● **What you need to do**
All lines up to and including the one that contains "lets retention rules" are to be transcribed exactly, starting from the first line of the records.

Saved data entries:
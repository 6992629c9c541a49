//! Hook adapters: reactive views of query and mutation cache entries.
//!
//! A handle owns a store subscription and an [`ObservableCell`] holding the
//! derived view state. Mounting registers a cache subscription (which may
//! trigger a fetch), unmounting deregisters it and lets retention rules
//! apply. Consumers read the cell directly or subscribe for changes.

use std::sync::{Arc, Mutex};

use serde_json::Value;
use uuid::Uuid;

use crate::cell::{CellSubscription, ObservableCell};
use crate::error::QueryError;
use crate::query::api::{Api, InitiateOptions};
use crate::query::state::{CacheEntry, QueryStatus};
use crate::store::{Op, Store, SubscriptionHandle, ThunkHandle};

/// Behavior knobs for [`QueryHook::use_query`].
#[derive(Debug, Clone, Default)]
pub struct QueryHookOptions {
    /// Do not subscribe or fetch until triggered.
    pub skip: bool,
    /// Refetch on mount when the cached entry is stale.
    pub refetch_on_mount: bool,
    /// Staleness threshold for `refetch_on_mount`; `None` means always
    /// stale.
    pub stale_time_ms: Option<i64>,
    /// Refetch when the window regains focus.
    pub refetch_on_focus: bool,
    /// Poll at a fixed interval while mounted.
    pub polling_interval_ms: Option<u64>,
}

/// The reactive view of a query cache entry.
#[derive(Debug, Clone, PartialEq, Default)]
pub struct QueryHookState {
    /// Latest successful data, sticky across arg changes.
    pub data: Option<Value>,
    /// Latest successful data for the current arg, preserved during
    /// refetches.
    pub current_data: Option<Value>,
    pub error: Option<QueryError>,
    /// First load only.
    pub is_loading: bool,
    /// Any in-flight request, including refetches.
    pub is_fetching: bool,
    pub is_success: bool,
    pub is_error: bool,
    pub is_uninitialized: bool,
}

/// Factory for query handles on one endpoint.
pub struct QueryHook {
    store: Store,
    api: Api,
    endpoint: String,
}

/// Create the hook factory for a query endpoint.
pub fn create_query_hook(store: &Store, api: &Api, endpoint: &str) -> QueryHook {
    QueryHook {
        store: store.clone(),
        api: api.clone(),
        endpoint: endpoint.to_string(),
    }
}

impl QueryHook {
    /// Mount a reactive view for `arg`. Registers a cache subscription
    /// unless `skip` is set.
    pub fn use_query(&self, arg: Value, options: QueryHookOptions) -> QueryHandle {
        let inner = Arc::new(HandleInner {
            store: self.store.clone(),
            api: self.api.clone(),
            endpoint: self.endpoint.clone(),
            options: options.clone(),
            arg: Mutex::new(arg),
            sticky_data: Mutex::new(None),
            poll_id: Mutex::new(None),
            mounted: Mutex::new(false),
            cell: ObservableCell::new(QueryHookState {
                is_uninitialized: true,
                ..QueryHookState::default()
            }),
        });

        let listener = inner.clone();
        let store_sub = self.store.subscribe(move || listener.recompute());

        let handle = QueryHandle { inner, store_sub };
        if !options.skip {
            handle.inner.mount();
        }
        handle.inner.recompute();
        handle
    }
}

struct HandleInner {
    store: Store,
    api: Api,
    endpoint: String,
    options: QueryHookOptions,
    arg: Mutex<Value>,
    sticky_data: Mutex<Option<Value>>,
    poll_id: Mutex<Option<u64>>,
    mounted: Mutex<bool>,
    cell: ObservableCell<QueryHookState>,
}

impl HandleInner {
    fn current_arg(&self) -> Value {
        self.arg
            .lock()
            .unwrap_or_else(|poisoned| poisoned.into_inner())
            .clone()
    }

    fn mount(&self) {
        {
            let mut mounted = self.mounted.lock().unwrap_or_else(|p| p.into_inner());
            if *mounted {
                return;
            }
            *mounted = true;
        }
        let arg = self.current_arg();

        let initiate = self.api.initiate(
            &self.endpoint,
            arg.clone(),
            InitiateOptions {
                subscribe: true,
                force: false,
                refetch_on_mount: self.options.refetch_on_mount,
                stale_time_ms: self.options.stale_time_ms,
            },
        );
        if let Err(err) = self.store.dispatch(Op::Thunk(initiate)) {
            tracing::warn!(endpoint = %self.endpoint, error = %err, "query hook mount failed");
        }

        let key = self.api.cache_key_for(&self.endpoint, &arg);
        if self.options.refetch_on_focus {
            self.api.register_focus(&key);
        }
        if let Some(interval) = self.options.polling_interval_ms {
            let store = self.store.clone();
            let dispatch: crate::store::DispatchFn = {
                let store = store.clone();
                Arc::new(move |op| store.dispatch(op))
            };
            let get_state: crate::store::GetStateFn = Arc::new(move || store.get_state());
            let id =
                self.api
                    .register_polling(dispatch, get_state, &self.endpoint, &arg, interval);
            *self.poll_id.lock().unwrap_or_else(|p| p.into_inner()) = Some(id);
        }
    }

    fn unmount_subscription(&self) {
        {
            let mut mounted = self.mounted.lock().unwrap_or_else(|p| p.into_inner());
            if !*mounted {
                return;
            }
            *mounted = false;
        }
        let arg = self.current_arg();
        let key = self.api.cache_key_for(&self.endpoint, &arg);

        if self.options.refetch_on_focus {
            self.api.deregister_focus(&key);
        }
        if let Some(id) = self
            .poll_id
            .lock()
            .unwrap_or_else(|p| p.into_inner())
            .take()
        {
            self.api.deregister_polling(&self.endpoint, &arg, id);
        }
        if let Err(err) = self.store.dispatch(self.api.remove_subscription_action(&key)) {
            tracing::warn!(endpoint = %self.endpoint, error = %err, "query hook unmount failed");
        }
    }

    fn entry(&self) -> CacheEntry {
        let arg = self.current_arg();
        let select = self.api.select_query(&self.endpoint, &arg);
        select(&self.store.get_state())
    }

    fn recompute(&self) {
        let entry = self.entry();
        let mut sticky = self
            .sticky_data
            .lock()
            .unwrap_or_else(|poisoned| poisoned.into_inner());
        if entry.status == QueryStatus::Fulfilled {
            sticky.clone_from(&entry.data);
        }

        let next = QueryHookState {
            data: sticky.clone().or_else(|| entry.data.clone()),
            current_data: entry.data.clone(),
            error: entry.error.clone(),
            is_loading: entry.is_fetching() && sticky.is_none() && entry.data.is_none(),
            is_fetching: entry.is_fetching(),
            is_success: entry.is_success(),
            is_error: entry.is_error(),
            is_uninitialized: entry.is_uninitialized(),
        };
        drop(sticky);
        self.cell.set_if_changed(next);
    }
}

/// A mounted reactive query view. Explicitly [`QueryHandle::unmount`] to
/// deregister; retention rules then apply to the cache entry.
#[derive(Clone)]
pub struct QueryHandle {
    inner: Arc<HandleInner>,
    store_sub: SubscriptionHandle,
}

impl QueryHandle {
    /// Snapshot of the reactive state.
    pub fn state(&self) -> QueryHookState {
        self.inner.cell.get()
    }

    /// Subscribe to state changes; returns a disposer.
    pub fn subscribe(
        &self,
        listener: impl Fn(&QueryHookState) + Send + Sync + 'static,
    ) -> CellSubscription<QueryHookState> {
        self.inner.cell.subscribe(listener)
    }

    /// Start a fresh request for the current arg, bypassing the cache.
    pub fn refetch(&self) -> Option<ThunkHandle> {
        let initiate = self.inner.api.initiate(
            &self.inner.endpoint,
            self.inner.current_arg(),
            InitiateOptions {
                subscribe: false,
                force: true,
                ..InitiateOptions::default()
            },
        );
        match self.inner.store.dispatch(Op::Thunk(initiate)) {
            Ok(dispatched) => dispatched.handle(),
            Err(err) => {
                tracing::warn!(error = %err, "refetch dispatch failed");
                None
            }
        }
    }

    /// Switch to a new arg: the old subscription is dropped, a new one is
    /// registered, and `data` stays sticky until fresh data lands.
    pub fn set_arg(&self, arg: Value) {
        self.inner.unmount_subscription();
        *self
            .inner
            .arg
            .lock()
            .unwrap_or_else(|poisoned| poisoned.into_inner()) = arg;
        if !self.inner.options.skip {
            self.inner.mount();
        }
        self.inner.recompute();
    }

    /// Activate a skipped handle for `arg` (lazy queries).
    pub fn trigger(&self, arg: Value) {
        self.inner.unmount_subscription();
        *self
            .inner
            .arg
            .lock()
            .unwrap_or_else(|poisoned| poisoned.into_inner()) = arg;
        self.inner.mount();
        self.inner.recompute();
    }

    /// Deregister the cache subscription and stop observing the store.
    pub fn unmount(&self) {
        self.inner.unmount_subscription();
        self.store_sub.unsubscribe();
    }
}

/// The reactive view of a mutation entry.
#[derive(Debug, Clone, PartialEq, Default)]
pub struct MutationHookState {
    pub data: Option<Value>,
    pub error: Option<QueryError>,
    pub is_loading: bool,
    pub is_success: bool,
    pub is_error: bool,
    pub is_uninitialized: bool,
}

/// Factory for mutation handles on one endpoint.
pub struct MutationHook {
    store: Store,
    api: Api,
    endpoint: String,
}

/// Create the hook factory for a mutation endpoint.
pub fn create_mutation_hook(store: &Store, api: &Api, endpoint: &str) -> MutationHook {
    MutationHook {
        store: store.clone(),
        api: api.clone(),
        endpoint: endpoint.to_string(),
    }
}

impl MutationHook {
    pub fn use_mutation(&self) -> MutationHandle {
        let inner = Arc::new(MutationInner {
            store: self.store.clone(),
            api: self.api.clone(),
            endpoint: self.endpoint.clone(),
            // One shared mutation key per handle, so repeated triggers
            // overwrite the same entry.
            key: format!("{}:{}", self.endpoint, Uuid::new_v4()),
            cell: ObservableCell::new(MutationHookState {
                is_uninitialized: true,
                ..MutationHookState::default()
            }),
        });

        let listener = inner.clone();
        let store_sub = self.store.subscribe(move || listener.recompute());
        MutationHandle { inner, store_sub }
    }
}

struct MutationInner {
    store: Store,
    api: Api,
    endpoint: String,
    key: String,
    cell: ObservableCell<MutationHookState>,
}

impl MutationInner {
    fn recompute(&self) {
        let select = self.api.select_mutation(&self.key);
        let entry = select(&self.store.get_state());
        let next = MutationHookState {
            data: entry.data.clone(),
            error: entry.error.clone(),
            is_loading: entry.is_fetching(),
            is_success: entry.is_success(),
            is_error: entry.is_error(),
            is_uninitialized: entry.is_uninitialized(),
        };
        self.cell.set_if_changed(next);
    }
}

/// A mounted mutation trigger plus its reactive state.
#[derive(Clone)]
pub struct MutationHandle {
    inner: Arc<MutationInner>,
    store_sub: SubscriptionHandle,
}

impl MutationHandle {
    /// Run the mutation. The handle's state tracks the latest trigger.
    pub fn trigger(&self, arg: Value) -> Option<ThunkHandle> {
        let mutate = self
            .inner
            .api
            .mutate(&self.inner.endpoint, arg, Some(self.inner.key.clone()));
        match self.inner.store.dispatch(Op::Thunk(mutate)) {
            Ok(dispatched) => dispatched.handle(),
            Err(err) => {
                tracing::warn!(error = %err, "mutation dispatch failed");
                None
            }
        }
    }

    pub fn state(&self) -> MutationHookState {
        self.inner.cell.get()
    }

    pub fn subscribe(
        &self,
        listener: impl Fn(&MutationHookState) + Send + Sync + 'static,
    ) -> CellSubscription<MutationHookState> {
        self.inner.cell.subscribe(listener)
    }

    /// Drop the mutation entry and return to `uninitialized`.
    pub fn reset(&self) {
        if let Err(err) = self
            .inner
            .store
            .dispatch(self.inner.api.remove_mutation_action(&self.inner.key))
        {
            tracing::warn!(error = %err, "mutation reset failed");
        }
    }

    pub fn unmount(&self) {
        self.store_sub.unsubscribe();
    }
}

/// Factory for lazy query handles: no auto-initiation.
pub struct LazyQueryHook {
    hook: QueryHook,
}

/// Create the hook factory for a lazily triggered query endpoint.
pub fn create_lazy_query_hook(store: &Store, api: &Api, endpoint: &str) -> LazyQueryHook {
    LazyQueryHook {
        hook: create_query_hook(store, api, endpoint),
    }
}

impl LazyQueryHook {
    /// Returns the trigger and the reactive handle; nothing runs until the
    /// trigger fires.
    pub fn use_lazy_query(&self) -> (LazyTrigger, QueryHandle) {
        let handle = self.hook.use_query(
            Value::Null,
            QueryHookOptions {
                skip: true,
                ..QueryHookOptions::default()
            },
        );
        (
            LazyTrigger {
                handle: handle.clone(),
            },
            handle,
        )
    }
}

/// Starts a lazy query for a given arg.
pub struct LazyTrigger {
    handle: QueryHandle,
}

impl LazyTrigger {
    pub fn trigger(&self, arg: Value) {
        self.handle.trigger(arg);
    }
}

● **Task response**
repository 6992629c9c541a49
//! Hook adapters: reactive views of query and mutation cache entries.
//!
//! A handle owns a store subscription and an [`ObservableCell`] holding the
//! derived view state. Mounting registers a cache subscription (which may
//! trigger a fetch), unmounting deregisters it and lets retention rules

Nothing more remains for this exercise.